Abenteuerliche Astronomie
"Reise zur Stunde Null" stammt aus der Feder der beiden promovierten Physiker Igor und Grichka Bogdanow. Die Zwillingsbrüder mit russischen und österreichischen Wurzeln sind seit Ende der 1970er Jahre vor allem in Frankreich bekannt, wo sie mit eigenen Fernsehsendungen dem interessierten Publikum eine Mischung aus Wissenschaft und Sciencefiction präsentieren. Die Bogdanows sind in Fachkreisen umstritten. Ihre Publikationen werden von zahlreichen Wissenschaftlern als Geschwafel und Unsinn bezeichnet. Die Brüder betonten jedoch stets die Ernsthaftigkeit ihrer Thesen.

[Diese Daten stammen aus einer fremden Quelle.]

//! Entry - Knowledge entries and their classification
//!
//! An entry is classified once, when it is loaded:
//! - **Scalar**: text or a number, returned as-is when it wins
//! - **KeyedMap**: key → value pairs, voted on by fuzzy-matching the key
//! - **Tool**: a handle into the store's tool arena
//!
//! Later stages match on the variant and never re-inspect raw JSON.

use std::fmt;
use std::hash::{Hash, Hasher};
use std::sync::Arc;

use super::error::{KnowledgeError, Result};

/// A value that can be returned to the caller and used as a vote key
#[derive(Debug, Clone)]
pub enum Value {
    Null,
    Bool(bool),
    Int(i64),
    Float(f64),
    Text(String),
    /// Immutable ordered sequence
    Seq(Arc<[Value]>),
}

impl Value {
    /// Convert a JSON value found inside a keyed map
    pub fn from_json(json: serde_json::Value) -> Result<Self> {
        Ok(match json {
            serde_json::Value::Null => Value::Null,
            serde_json::Value::Bool(b) => Value::Bool(b),
            serde_json::Value::Number(n) => number(&n),
            serde_json::Value::String(s) => Value::Text(s),
            serde_json::Value::Array(items) => Value::Seq(
                items
                    .into_iter()
                    .map(Value::from_json)
                    .collect::<Result<Vec<_>>>()?
                    .into(),
            ),
            serde_json::Value::Object(_) => {
                return Err(KnowledgeError::UnsupportedEntryShape {
                    shape: "object nested inside a keyed map",
                })
            }
        })
    }

    /// Whether this value may stand alone as a scalar entry
    pub fn is_scalar(&self) -> bool {
        matches!(self, Value::Int(_) | Value::Float(_) | Value::Text(_))
    }
}

fn number(n: &serde_json::Number) -> Value {
    match n.as_i64() {
        Some(i) => Value::Int(i),
        None => Value::Float(n.as_f64().unwrap_or(f64::NAN)),
    }
}

impl PartialEq for Value {
    fn eq(&self, other: &Self) -> bool {
        match (self, other) {
            (Value::Null, Value::Null) => true,
            (Value::Bool(a), Value::Bool(b)) => a == b,
            (Value::Int(a), Value::Int(b)) => a == b,
            (Value::Float(a), Value::Float(b)) => a.to_bits() == b.to_bits(),
            (Value::Text(a), Value::Text(b)) => a == b,
            (Value::Seq(a), Value::Seq(b)) => a == b,
            _ => false,
        }
    }
}

impl Eq for Value {}

impl Hash for Value {
    fn hash<H: Hasher>(&self, state: &mut H) {
        std::mem::discriminant(self).hash(state);
        match self {
            Value::Null => {}
            Value::Bool(b) => b.hash(state),
            Value::Int(i) => i.hash(state),
            Value::Float(f) => f.to_bits().hash(state),
            Value::Text(s) => s.hash(state),
            Value::Seq(items) => items.hash(state),
        }
    }
}

impl fmt::Display for Value {
    fn fmt(&self, f: &mut fmt::Formatter<'_>) -> fmt::Result {
        match self {
            Value::Null => write!(f, "null"),
            Value::Bool(b) => write!(f, "{}", b),
            Value::Int(i) => write!(f, "{}", i),
            // `{:?}` keeps the fractional part: 1.0 rather than 1
            Value::Float(x) => write!(f, "{:?}", x),
            Value::Text(s) => write!(f, "{}", s),
            Value::Seq(items) => {
                write!(f, "[")?;
                for (i, item) in items.iter().enumerate() {
                    if i > 0 {
                        write!(f, ", ")?;
                    }
                    match item {
                        Value::Text(s) => write!(f, "{:?}", s)?,
                        other => write!(f, "{}", other)?,
                    }
                }
                write!(f, "]")
            }
        }
    }
}

impl From<&str> for Value {
    fn from(s: &str) -> Self {
        Value::Text(s.to_string())
    }
}

impl From<String> for Value {
    fn from(s: String) -> Self {
        Value::Text(s)
    }
}

impl From<i64> for Value {
    fn from(i: i64) -> Self {
        Value::Int(i)
    }
}

impl From<f64> for Value {
    fn from(x: f64) -> Self {
        Value::Float(x)
    }
}

impl From<Vec<Value>> for Value {
    fn from(items: Vec<Value>) -> Self {
        Value::Seq(items.into())
    }
}

/// Index of a tool in the store's arena
#[derive(Debug, Clone, Copy, PartialEq, Eq, Hash, PartialOrd, Ord)]
pub struct ToolId(pub(crate) usize);

impl ToolId {
    pub fn index(&self) -> usize {
        self.0
    }
}

impl fmt::Display for ToolId {
    fn fmt(&self, f: &mut fmt::Formatter<'_>) -> fmt::Result {
        write!(f, "tool#{}", self.0)
    }
}

/// Which vote pool an entry feeds
#[derive(Debug, Clone, Copy, PartialEq, Eq)]
pub enum Category {
    /// Fixed-score literal vote
    Literal,
    /// One literal vote per pair, scored by the key
    Keyed,
    /// Reference vote resolved through the tool arena
    Reference,
}

/// A loaded knowledge entry
#[derive(Debug, Clone, PartialEq)]
pub enum Entry {
    Scalar(Value),
    KeyedMap(Vec<(String, Value)>),
    Tool(ToolId),
}

impl Entry {
    /// Classify one deserialized JSON entry
    ///
    /// # Errors
    /// `UnsupportedEntryShape` for top-level booleans, nulls and arrays,
    /// and for objects nested inside a keyed map.
    pub fn classify(json: serde_json::Value) -> Result<Self> {
        match json {
            serde_json::Value::String(s) => Ok(Entry::Scalar(Value::Text(s))),
            serde_json::Value::Number(n) => Ok(Entry::Scalar(number(&n))),
            serde_json::Value::Object(map) => {
                let pairs = map
                    .into_iter()
                    .map(|(k, v)| Ok((k, Value::from_json(v)?)))
                    .collect::<Result<Vec<_>>>()?;
                Ok(Entry::KeyedMap(pairs))
            }
            serde_json::Value::Bool(_) => Err(KnowledgeError::UnsupportedEntryShape {
                shape: "boolean",
            }),
            serde_json::Value::Null => {
                Err(KnowledgeError::UnsupportedEntryShape { shape: "null" })
            }
            serde_json::Value::Array(_) => {
                Err(KnowledgeError::UnsupportedEntryShape { shape: "array" })
            }
        }
    }

    /// Build a scalar entry
    pub fn scalar(value: impl Into<Value>) -> Result<Self> {
        let value = value.into();
        if !value.is_scalar() {
            return Err(KnowledgeError::UnsupportedEntryShape {
                shape: "non-scalar value used as a scalar entry",
            });
        }
        Ok(Entry::Scalar(value))
    }

    /// Build a keyed map, stringifying keys
    pub fn keyed_map<K, V, I>(pairs: I) -> Self
    where
        K: fmt::Display,
        V: Into<Value>,
        I: IntoIterator<Item = (K, V)>,
    {
        Entry::KeyedMap(
            pairs
                .into_iter()
                .map(|(k, v)| (k.to_string(), v.into()))
                .collect(),
        )
    }

    pub fn category(&self) -> Category {
        match self {
            Entry::Scalar(_) => Category::Literal,
            Entry::KeyedMap(_) => Category::Keyed,
            Entry::Tool(_) => Category::Reference,
        }
    }
}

Das Buch nimmt den Leser auf rund zweihundert Seiten mit auf eine gedankliche (Zeit-)Reise durch das Universum, von der Gegenwart bis hin zum Urknall. In insgesamt neun Kapiteln stellen uns die Bogdanows das Sonnensystem, die Milchstraße sowie das übrige sichtbare Universum vor und diskutieren unter anderem die Frage, ob es auf anderen Planeten Leben gibt oder was im Moment des Urknalls geschehen ist. Ein ganzes Kapitel ist der Evolution der Erde und des Lebens gewidmet. Jedes Themengebiet ist reich bebildert, und ein Glossar erläutert zum Schluss einen Teil der verwendeten Fachbegriffe und erwähnten Wissenschaftler.

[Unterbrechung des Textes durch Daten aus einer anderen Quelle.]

//! Asking the knowledge base
//!
//! Votes across the knowledge base and prints the winner, or runs it when
//! the winner is a tool.
//!
//! # Usage
//! ```bash
//! knowledge cat                            # Best matching fact
//! knowledge hello world -v                 # Also show every vote
//! knowledge --tool weather berlin          # Run a tool directly
//! knowledge --tool weather -- --metric x   # Words after `--` are kept verbatim
//! ```

use anyhow::{bail, Result};
use clap::Args;
use colored::Colorize;
use tabled::settings::Style;
use tabled::{Table, Tabled};

use super::GlobalArgs;
use crate::config::Config;
use crate::core::ranking::{Ballot, Engine, Outcome, Pool};
use crate::core::store::KnowledgeStore;
use crate::core::tool::Tool;

/// Query that prints the tutorial instead of voting
pub const MAGIC_DEMO: &str = "Show me a magic demo!";

/// Printed when no literal received a vote
pub const NO_MATCH: &str = "No knowledge matched your query.";

#[derive(Args, Debug, Default)]
pub struct AskArgs {
    /// Show votes for the query
    #[arg(short, long)]
    pub vote_query: bool,

    /// Run this tool directly instead of voting
    #[arg(short, long, value_name = "NAME")]
    pub tool: Option<String>,

    /// Query words; a winning tool receives them as arguments
    #[arg(value_name = "WORDS")]
    pub query: Vec<String>,
}

pub fn run(args: AskArgs, global: &GlobalArgs) -> Result<()> {
    let config = global.load_config()?;
    tracing::info!("Initialize KnowledgeStore");
    let store = KnowledgeStore::load(&config)?;
    tracing::info!("KnowledgeStore ready");

    if let Some(name) = &args.tool {
        return run_tool(store.tool_named(name)?, &args.query);
    }

    if args.query.join(" ") == MAGIC_DEMO {
        print_demo(&store, &config);
        return Ok(());
    }

    let engine = Engine::new(&store);
    let (ballot, outcome) = engine.vote(&args.query)?;

    if args.vote_query {
        print_votes(&ballot, &store, &outcome);
    }

    match outcome {
        Outcome::Literal { value, .. } => println!("{}", value),
        Outcome::Tool { tool, .. } => run_tool(tool, &args.query)?,
        Outcome::NoResult => println!("{}", NO_MATCH),
    }

    Ok(())
}

fn run_tool(tool: &Tool, args: &[String]) -> Result<()> {
    let status = tool.invoke(args)?;
    if !status.success() {
        bail!("Tool {} exited with {}", tool.name, status);
    }
    Ok(())
}

#[derive(Tabled)]
struct KeyRow {
    #[tabled(rename = "Key")]
    key: String,
    #[tabled(rename = "Raw")]
    raw: String,
    #[tabled(rename = "Score")]
    score: String,
}

#[derive(Tabled)]
struct VoteRow {
    #[tabled(rename = "Pool")]
    pool: String,
    #[tabled(rename = "Candidate")]
    candidate: String,
    #[tabled(rename = "Score")]
    score: String,
    #[tabled(rename = "Won")]
    won: &'static str,
}

fn print_votes(ballot: &Ballot, store: &KnowledgeStore, outcome: &Outcome<'_>) {
    if !ballot.keys.is_empty() {
        let rows = ballot.keys.iter().map(|k| KeyRow {
            key: k.key.clone(),
            raw: format!("{}/{}", k.raw, ballot.query.max_score),
            score: format!("{:.3}", k.normalized),
        });
        println!("{}", Table::new(rows).with(Style::rounded()));
    }

    let mut rows = Vec::new();
    for (value, score) in ballot.literal.iter() {
        let won = matches!(outcome, Outcome::Literal { value: v, .. } if v == value);
        rows.push(VoteRow {
            pool: Pool::Literal.to_string(),
            candidate: value.to_string(),
            score: format!("{:.3}", score),
            won: if won { "*" } else { "" },
        });
    }
    for (id, score) in ballot.reference.iter() {
        let tool = store.tool(*id).ok();
        let won = matches!((outcome, tool), (Outcome::Tool { tool: t, .. }, Some(r)) if std::ptr::eq(*t, r));
        rows.push(VoteRow {
            pool: Pool::Reference.to_string(),
            candidate: tool.map_or_else(|| id.to_string(), |t| t.name.clone()),
            score: format!("{:.3}", score),
            won: if won { "*" } else { "" },
        });
    }

    if rows.is_empty() {
        println!("{}", "No votes cast.".yellow());
    } else {
        println!("{}", Table::new(rows).with(Style::rounded()));
    }
}

fn print_demo(store: &KnowledgeStore, config: &Config) {
    let source = config
        .knowledge
        .sources
        .get("global")
        .map(|p| p.display().to_string())
        .unwrap_or_else(|| "(no global source configured)".to_string());
    let tools = config
        .knowledge
        .tools
        .get("global")
        .map(|p| p.display().to_string())
        .unwrap_or_else(|| "(no global tools configured)".to_string());

    println!("{}", "Thank you for using knowledge!".green().bold());
    if store.is_empty() {
        println!(
            "It looks like your database doesn't have any knowledge set up yet, \
             but you can start adding entries at {} or drop executable tools into {}",
            source, tools
        );
    } else {
        println!("Your database has {} items!", store.len());
        println!(
            "You can add more knowledge at {} or drop executable tools into {}",
            source, tools
        );
    }
}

Das Buch wirkt zunächst überaus interessant. Die imposanten und reizvollen Abbildungen machen Appetit aufs Lesen und die Tatsache, dass die beiden Autoren seit vielen Jahren als Wissenschaftsjournalisten im französischen Fernsehen arbeiten, lässt auf eine eloquente Sprache hoffen.
Leider verfliegt die anfängliche Begeisterung für das Werk aber relativ rasch. Die Autoren scheinen sich zunächst nicht darüber einig gewesen zu sein, für welches Zielpublikum sie schreiben. Einerseits verwenden die Bogdanows eine blumige, erzählerische Sprache, geschmückt mit Vergleichen und Zitaten berühmter Persönlichkeiten, ausgerichtet also auf ein Laienpublikum.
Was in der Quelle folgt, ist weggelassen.